What to work on – Beginning with the first line of the data below, set down each line exactly through the line that contains "len(items) == 0".

Data in this exercise –

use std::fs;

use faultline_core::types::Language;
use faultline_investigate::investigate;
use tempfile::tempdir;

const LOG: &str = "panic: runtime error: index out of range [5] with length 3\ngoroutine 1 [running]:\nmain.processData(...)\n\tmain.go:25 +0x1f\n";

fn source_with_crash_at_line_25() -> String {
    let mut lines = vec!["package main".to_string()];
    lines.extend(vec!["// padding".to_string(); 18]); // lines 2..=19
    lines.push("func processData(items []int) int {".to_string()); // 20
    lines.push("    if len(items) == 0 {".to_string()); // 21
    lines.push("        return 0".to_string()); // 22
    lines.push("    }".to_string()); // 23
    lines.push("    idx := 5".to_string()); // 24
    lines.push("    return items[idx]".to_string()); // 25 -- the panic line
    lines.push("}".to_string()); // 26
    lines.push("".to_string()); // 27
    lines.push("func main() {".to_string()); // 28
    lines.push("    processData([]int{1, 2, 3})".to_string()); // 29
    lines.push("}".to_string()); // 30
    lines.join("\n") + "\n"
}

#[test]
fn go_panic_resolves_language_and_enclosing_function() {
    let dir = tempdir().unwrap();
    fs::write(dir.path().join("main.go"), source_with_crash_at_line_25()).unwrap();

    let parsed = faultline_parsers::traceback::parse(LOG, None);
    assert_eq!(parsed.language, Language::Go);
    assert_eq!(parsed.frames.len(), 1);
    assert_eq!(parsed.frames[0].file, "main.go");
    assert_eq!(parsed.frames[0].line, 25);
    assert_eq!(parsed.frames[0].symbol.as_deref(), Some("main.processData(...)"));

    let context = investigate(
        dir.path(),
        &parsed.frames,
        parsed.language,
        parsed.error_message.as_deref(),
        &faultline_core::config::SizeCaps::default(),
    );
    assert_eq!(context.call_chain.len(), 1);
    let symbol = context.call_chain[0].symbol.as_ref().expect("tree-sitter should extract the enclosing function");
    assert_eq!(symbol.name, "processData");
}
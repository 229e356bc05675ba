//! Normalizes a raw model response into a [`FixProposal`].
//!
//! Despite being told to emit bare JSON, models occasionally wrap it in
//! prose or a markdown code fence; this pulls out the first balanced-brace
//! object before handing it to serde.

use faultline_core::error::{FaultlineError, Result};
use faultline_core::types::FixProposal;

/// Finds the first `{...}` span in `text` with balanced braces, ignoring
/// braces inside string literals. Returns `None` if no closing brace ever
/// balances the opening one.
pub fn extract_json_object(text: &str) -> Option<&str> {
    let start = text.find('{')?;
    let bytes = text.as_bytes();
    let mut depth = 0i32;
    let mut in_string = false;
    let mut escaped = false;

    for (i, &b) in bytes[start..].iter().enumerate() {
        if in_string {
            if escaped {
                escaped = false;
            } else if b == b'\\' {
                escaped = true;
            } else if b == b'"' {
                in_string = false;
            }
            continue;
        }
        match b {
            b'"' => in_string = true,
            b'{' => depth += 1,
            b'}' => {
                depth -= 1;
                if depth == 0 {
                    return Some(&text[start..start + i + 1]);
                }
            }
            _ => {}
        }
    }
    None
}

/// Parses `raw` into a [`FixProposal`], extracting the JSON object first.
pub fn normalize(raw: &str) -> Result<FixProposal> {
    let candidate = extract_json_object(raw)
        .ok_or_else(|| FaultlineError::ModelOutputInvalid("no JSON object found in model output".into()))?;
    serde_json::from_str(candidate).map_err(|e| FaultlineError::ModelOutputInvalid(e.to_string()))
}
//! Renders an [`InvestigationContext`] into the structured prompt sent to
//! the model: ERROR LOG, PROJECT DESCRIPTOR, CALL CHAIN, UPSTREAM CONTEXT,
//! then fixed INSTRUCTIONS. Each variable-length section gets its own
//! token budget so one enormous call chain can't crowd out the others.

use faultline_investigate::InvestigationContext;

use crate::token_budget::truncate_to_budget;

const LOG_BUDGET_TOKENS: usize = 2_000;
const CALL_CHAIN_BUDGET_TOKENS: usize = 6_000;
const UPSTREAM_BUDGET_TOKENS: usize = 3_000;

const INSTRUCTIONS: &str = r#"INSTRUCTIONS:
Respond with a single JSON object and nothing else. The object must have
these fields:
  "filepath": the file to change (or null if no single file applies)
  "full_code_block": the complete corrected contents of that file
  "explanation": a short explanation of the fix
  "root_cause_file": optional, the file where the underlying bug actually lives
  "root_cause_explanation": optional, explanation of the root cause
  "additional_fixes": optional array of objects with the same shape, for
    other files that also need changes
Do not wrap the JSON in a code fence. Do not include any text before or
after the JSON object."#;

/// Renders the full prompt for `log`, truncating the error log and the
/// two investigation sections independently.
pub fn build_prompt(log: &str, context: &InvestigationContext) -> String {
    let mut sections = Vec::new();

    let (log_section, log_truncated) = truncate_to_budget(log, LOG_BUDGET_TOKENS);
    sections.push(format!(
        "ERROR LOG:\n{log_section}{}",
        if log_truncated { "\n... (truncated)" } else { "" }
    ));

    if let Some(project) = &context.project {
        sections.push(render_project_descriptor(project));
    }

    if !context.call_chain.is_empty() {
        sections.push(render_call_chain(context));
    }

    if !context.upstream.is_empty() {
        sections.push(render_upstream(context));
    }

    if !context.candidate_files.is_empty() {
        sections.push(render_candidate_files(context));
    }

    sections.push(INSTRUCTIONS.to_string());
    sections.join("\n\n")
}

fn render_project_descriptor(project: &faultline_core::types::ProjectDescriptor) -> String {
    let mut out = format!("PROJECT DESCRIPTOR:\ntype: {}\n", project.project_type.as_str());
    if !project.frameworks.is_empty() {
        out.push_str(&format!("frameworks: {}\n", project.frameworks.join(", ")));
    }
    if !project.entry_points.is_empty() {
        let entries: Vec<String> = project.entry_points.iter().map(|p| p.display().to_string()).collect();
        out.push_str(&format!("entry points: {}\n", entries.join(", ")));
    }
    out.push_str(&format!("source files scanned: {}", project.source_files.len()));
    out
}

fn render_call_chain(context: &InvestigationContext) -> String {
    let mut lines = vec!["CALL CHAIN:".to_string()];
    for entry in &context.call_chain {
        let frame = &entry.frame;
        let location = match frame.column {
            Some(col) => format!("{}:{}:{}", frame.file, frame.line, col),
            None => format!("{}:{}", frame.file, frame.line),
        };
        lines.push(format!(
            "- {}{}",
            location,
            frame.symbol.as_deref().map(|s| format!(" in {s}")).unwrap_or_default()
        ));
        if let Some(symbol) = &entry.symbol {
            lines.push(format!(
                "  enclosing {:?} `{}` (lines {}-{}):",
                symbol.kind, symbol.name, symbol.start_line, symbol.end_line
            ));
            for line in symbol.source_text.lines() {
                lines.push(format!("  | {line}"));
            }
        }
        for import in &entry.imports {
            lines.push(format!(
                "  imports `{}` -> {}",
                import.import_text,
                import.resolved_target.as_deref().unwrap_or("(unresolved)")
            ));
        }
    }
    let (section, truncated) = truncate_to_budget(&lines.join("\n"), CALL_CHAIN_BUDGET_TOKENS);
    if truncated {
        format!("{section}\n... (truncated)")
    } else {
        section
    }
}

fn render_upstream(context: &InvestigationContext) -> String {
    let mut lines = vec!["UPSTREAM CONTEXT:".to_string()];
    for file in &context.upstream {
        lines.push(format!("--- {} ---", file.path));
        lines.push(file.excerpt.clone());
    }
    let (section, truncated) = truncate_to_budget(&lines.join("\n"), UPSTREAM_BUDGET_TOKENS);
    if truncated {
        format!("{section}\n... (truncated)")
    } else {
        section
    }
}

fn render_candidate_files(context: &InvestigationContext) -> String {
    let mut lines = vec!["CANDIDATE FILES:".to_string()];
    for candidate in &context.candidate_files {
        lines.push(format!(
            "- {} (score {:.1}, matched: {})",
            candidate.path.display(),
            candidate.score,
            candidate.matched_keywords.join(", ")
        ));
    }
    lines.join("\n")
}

Final answer –
use std::fs;

use faultline_core::types::Language;
use faultline_investigate::investigate;
use tempfile::tempdir;

const LOG: &str = "panic: runtime error: index out of range [5] with length 3\ngoroutine 1 [running]:\nmain.processData(...)\n\tmain.go:25 +0x1f\n";

fn source_with_crash_at_line_25() -> String {
    let mut lines = vec!["package main".to_string()];
    lines.extend(vec!["// padding".to_string(); 18]); // lines 2..=19
    lines.push("func processData(items []int) int {".to_string()); // 20
    lines.push("    if len(items) == 0 {".to_string()); // 21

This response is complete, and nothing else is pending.